┌─ ENTRIES SHOWN

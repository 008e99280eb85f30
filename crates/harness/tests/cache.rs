use std::sync::Arc;
use std::time::Duration;

use flagsync_core::{CacheState, Clock, FlagPatch};
use flagsync_engine::{EngineConfig, EngineError, GatewayError, RetryPolicy};
use flagsync_harness::{settle, TestOrigin};
use tokio::time::Instant;

type TestResult = Result<(), Box<dyn std::error::Error>>;

fn transport() -> GatewayError {
    GatewayError::Transport("503 service unavailable".into())
}

// ============================================================================
// Staleness window
// ============================================================================

#[tokio::test(start_paused = true)]
async fn fresh_snapshot_is_served_without_a_fetch() -> TestResult {
    let origin = TestOrigin::standard(EngineConfig::default())?;
    let tab = origin.open_tab();

    let first = tab.client.refresh(false).await?;
    assert_eq!(first.state(), CacheState::Idle);
    assert_eq!(first.fetched_at(), Some(origin.clock.now()));
    assert_eq!(tab.gateway.fetch_calls(), 1);

    origin.clock.advance(Duration::from_secs(10));
    let second = tab.client.refresh(false).await?;
    let third = tab.client.refresh(false).await?;
    assert_eq!(tab.gateway.fetch_calls(), 1);
    assert!(Arc::ptr_eq(&first, &second));
    assert!(Arc::ptr_eq(&first, &third));

    tab.client.refresh(true).await?;
    assert_eq!(tab.gateway.fetch_calls(), 2);
    Ok(())
}

#[tokio::test(start_paused = true)]
async fn stale_snapshot_is_refetched() -> TestResult {
    let origin = TestOrigin::standard(EngineConfig::default())?;
    let tab = origin.open_tab();
    tab.client.refresh(false).await?;

    origin.clock.advance(Duration::from_millis(29_999));
    tab.client.refresh(false).await?;
    assert_eq!(tab.gateway.fetch_calls(), 1);

    origin.clock.advance(Duration::from_millis(1));
    tab.client.refresh(false).await?;
    assert_eq!(tab.gateway.fetch_calls(), 2);
    Ok(())
}

#[tokio::test(start_paused = true)]
async fn marking_stale_forces_the_next_refresh() -> TestResult {
    let origin = TestOrigin::standard(EngineConfig::default())?;
    let tab = origin.open_tab();
    tab.client.refresh(false).await?;

    tab.client.cache().mark_stale();
    tab.client.refresh(false).await?;
    assert_eq!(tab.gateway.fetch_calls(), 2);

    tab.client.refresh(false).await?;
    assert_eq!(tab.gateway.fetch_calls(), 2);
    Ok(())
}

// ============================================================================
// Coalescing
// ============================================================================

#[tokio::test(start_paused = true)]
async fn concurrent_refreshes_share_one_request() -> TestResult {
    let origin = TestOrigin::standard(EngineConfig::default())?;
    let tab = origin.open_tab();
    tab.gateway.hold_fetches();

    let mut calls = Vec::new();
    for force in [false, true, false, true] {
        let client = tab.client.clone();
        calls.push(tokio::spawn(async move { client.refresh(force).await }));
    }
    settle().await;
    assert_eq!(tab.gateway.fetch_calls(), 1);
    assert!(tab.client.cache().is_fetching());
    assert_eq!(tab.client.snapshot().state(), CacheState::Loading);

    tab.gateway.release_fetches(1);
    let mut results = Vec::new();
    for call in calls {
        results.push(call.await??);
    }
    for snapshot in &results[1..] {
        assert!(Arc::ptr_eq(&results[0], snapshot));
    }
    assert_eq!(results[0].len(), 4);
    assert!(!tab.client.cache().is_fetching());
    assert_eq!(tab.gateway.fetch_calls(), 1);
    Ok(())
}

#[tokio::test(start_paused = true)]
async fn refresh_after_stale_mark_does_not_settle_for_an_older_request() -> TestResult {
    let origin = TestOrigin::standard(EngineConfig::default())?;
    let tab = origin.open_tab();
    tab.client.refresh(false).await?;

    tab.gateway.hold_fetches();
    let client = tab.client.clone();
    let early = tokio::spawn(async move { client.refresh(true).await });
    settle().await;

    // The server changes after the in-flight request was issued.
    origin
        .service
        .update_flag("analytics", &FlagPatch::enabled(true))?;
    tab.client.cache().mark_stale();
    let client = tab.client.clone();
    let late = tokio::spawn(async move { client.refresh(true).await });
    settle().await;

    tab.gateway.resume_fetches();
    let early = early.await??;
    let late = late.await??;
    assert!(early.get("analytics").ok_or("missing")?.enabled);
    assert!(late.get("analytics").ok_or("missing")?.enabled);
    assert_eq!(tab.gateway.fetch_calls(), 3);
    Ok(())
}

#[tokio::test(start_paused = true)]
async fn snapshot_reads_never_wait_on_a_fetch() -> TestResult {
    let origin = TestOrigin::standard(EngineConfig::default())?;
    let tab = origin.open_tab();
    tab.client.refresh(false).await?;

    tab.gateway.hold_fetches();
    let client = tab.client.clone();
    let pending = tokio::spawn(async move { client.refresh(true).await });
    settle().await;

    let during = tab.client.snapshot();
    assert_eq!(during.state(), CacheState::Refreshing);
    assert_eq!(during.len(), 4);
    assert!(tab.client.is_enabled("betaSearch"));

    tab.gateway.resume_fetches();
    pending.await??;
    assert_eq!(tab.client.snapshot().state(), CacheState::Idle);
    Ok(())
}

// ============================================================================
// Retry
// ============================================================================

#[tokio::test(start_paused = true)]
async fn transient_failures_are_retried_with_backoff() -> TestResult {
    let origin = TestOrigin::standard(EngineConfig::default())?;
    let tab = origin.open_tab();
    tab.gateway.fail_fetches(2, transport());

    let started = Instant::now();
    let snapshot = tab.client.refresh(false).await?;
    let elapsed = started.elapsed();

    assert_eq!(tab.gateway.fetch_calls(), 3);
    assert!(elapsed >= Duration::from_secs(3), "waited {elapsed:?}");
    assert!(elapsed < Duration::from_secs(4), "waited {elapsed:?}");
    assert_eq!(snapshot.state(), CacheState::Idle);
    assert!(snapshot.error().is_none());
    Ok(())
}

#[tokio::test(start_paused = true)]
async fn failure_is_visible_while_a_retry_is_scheduled() -> TestResult {
    let origin = TestOrigin::standard(EngineConfig::default())?;
    let tab = origin.open_tab();
    tab.client.refresh(false).await?;
    tab.gateway.fail_fetches(1, transport());

    let client = tab.client.clone();
    let call = tokio::spawn(async move { client.refresh(true).await });
    tokio::time::sleep(Duration::from_millis(500)).await;

    let between = tab.client.snapshot();
    assert_eq!(between.state(), CacheState::Error);
    assert!(between.error().is_some());
    assert_eq!(between.len(), 4);

    call.await??;
    assert_eq!(tab.client.snapshot().state(), CacheState::Idle);
    Ok(())
}

#[tokio::test(start_paused = true)]
async fn exhausted_retries_keep_the_last_good_snapshot() -> TestResult {
    let origin = TestOrigin::standard(EngineConfig::default())?;
    let tab = origin.open_tab();
    tab.client.refresh(false).await?;
    tab.gateway.fail_fetches(4, transport());

    let started = Instant::now();
    let err = tab.client.refresh(true).await.err().ok_or("expected failure")?;
    assert!(matches!(err, EngineError::Gateway(GatewayError::Transport(_))));
    // 1s + 2s + 4s between the four attempts.
    assert!(started.elapsed() >= Duration::from_secs(7));
    assert_eq!(tab.gateway.fetch_calls(), 5);

    let snapshot = tab.client.snapshot();
    assert_eq!(snapshot.state(), CacheState::Error);
    assert_eq!(snapshot.len(), 4);
    assert!(!snapshot.get("fileUpload").ok_or("missing")?.enabled);

    // The next refresh starts from a clean slate.
    tab.client.refresh(true).await?;
    assert_eq!(tab.client.snapshot().state(), CacheState::Idle);
    Ok(())
}

#[tokio::test(start_paused = true)]
async fn permission_failures_are_not_retried() -> TestResult {
    let origin = TestOrigin::standard(EngineConfig::default())?;
    let tab = origin.open_tab();
    tab.gateway
        .fail_fetches(1, GatewayError::Permission("session expired".into()));

    let err = tab.client.refresh(false).await.err().ok_or("expected failure")?;
    assert!(matches!(err, EngineError::Gateway(GatewayError::Permission(_))));
    assert_eq!(tab.gateway.fetch_calls(), 1);
    assert_eq!(tab.client.snapshot().state(), CacheState::Error);
    assert!(tab.client.snapshot().is_empty());
    Ok(())
}

#[tokio::test(start_paused = true)]
async fn retry_policy_comes_from_config() -> TestResult {
    let config = EngineConfig {
        retry: RetryPolicy::none(),
        ..EngineConfig::default()
    };
    let origin = TestOrigin::standard(config)?;
    let tab = origin.open_tab();
    tab.gateway.fail_fetches(1, transport());

    assert!(tab.client.refresh(false).await.is_err());
    assert_eq!(tab.gateway.fetch_calls(), 1);
    Ok(())
}

// ============================================================================
// Garbage collection
// ============================================================================

#[tokio::test(start_paused = true)]
async fn idle_snapshot_is_dropped_and_reloaded() -> TestResult {
    let origin = TestOrigin::standard(EngineConfig::default())?;
    let tab = origin.open_tab();
    tab.client.refresh(false).await?;

    origin.clock.advance(Duration::from_secs(299));
    assert!(!tab.client.cache().collect_garbage());

    origin.clock.advance(Duration::from_secs(1));
    assert!(tab.client.cache().collect_garbage());
    let dropped = tab.client.snapshot();
    assert!(dropped.is_empty());
    assert!(dropped.fetched_at().is_none());

    tab.client.refresh(false).await?;
    assert_eq!(tab.gateway.fetch_calls(), 2);
    assert_eq!(tab.client.snapshot().len(), 4);
    Ok(())
}

#[tokio::test(start_paused = true)]
async fn reads_keep_the_snapshot_alive() -> TestResult {
    let origin = TestOrigin::standard(EngineConfig::default())?;
    let tab = origin.open_tab();
    tab.client.refresh(false).await?;

    for _ in 0..4 {
        origin.clock.advance(Duration::from_secs(120));
        assert!(tab.client.is_enabled("betaSearch"));
    }
    assert!(!tab.client.cache().collect_garbage());
    assert_eq!(tab.client.snapshot().len(), 4);
    Ok(())
}

// ============================================================================
// Responses that predate a write
// ============================================================================

#[tokio::test(start_paused = true)]
async fn response_read_before_a_commit_never_reverts_it() -> TestResult {
    let origin = TestOrigin::standard(EngineConfig::default())?;
    let tab = origin.open_tab();
    tab.client.refresh(false).await?;

    // This response reads fileUpload=false now and is delivered later.
    tab.gateway.read_fetches_on_arrival();
    tab.gateway.hold_fetches();
    let client = tab.client.clone();
    let early = tokio::spawn(async move { client.refresh(true).await });
    settle().await;
    assert_eq!(tab.gateway.fetch_calls(), 2);

    assert!(tab.client.toggle("fileUpload").await?.enabled);
    settle().await;

    // Deliver the old response only; the refetch it triggers stays parked.
    tab.gateway.release_fetches(1);
    settle().await;
    assert_eq!(tab.gateway.fetch_calls(), 3);
    let between = tab.client.snapshot();
    assert!(between.get("fileUpload").ok_or("missing")?.enabled);

    tab.gateway.resume_fetches();
    let settled = early.await??;
    assert!(settled.get("fileUpload").ok_or("missing")?.enabled);
    assert!(tab.is_enabled("fileUpload"));
    assert_eq!(tab.client.snapshot().state(), CacheState::Idle);
    Ok(())
}

#[tokio::test(start_paused = true)]
async fn failed_refetch_after_a_discarded_response_keeps_the_commit() -> TestResult {
    let origin = TestOrigin::standard(EngineConfig::default())?;
    let tab = origin.open_tab();
    tab.client.refresh(false).await?;

    tab.gateway.read_fetches_on_arrival();
    tab.gateway.hold_fetches();
    let client = tab.client.clone();
    let early = tokio::spawn(async move { client.refresh(true).await });
    settle().await;

    assert!(tab.client.toggle("fileUpload").await?.enabled);
    tab.gateway.fail_fetches(4, transport());
    tab.gateway.resume_fetches();

    assert!(early.await?.is_err());
    // Initial load, the discarded response, four failed refetches.
    assert_eq!(tab.gateway.fetch_calls(), 6);
    let snapshot = tab.client.snapshot();
    assert_eq!(snapshot.state(), CacheState::Error);
    assert!(snapshot.get("fileUpload").ok_or("missing")?.enabled);
    Ok(())
}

└─

Please copy nothing but the lines from the one that holds "assert_eq!(tab.gateway.fetch_calls(), 6);" through the last line of the material above, exactly as written.

    assert_eq!(tab.gateway.fetch_calls(), 6);
    let snapshot = tab.client.snapshot();
    assert_eq!(snapshot.state(), CacheState::Error);
    assert!(snapshot.get("fileUpload").ok_or("missing")?.enabled);
    Ok(())
}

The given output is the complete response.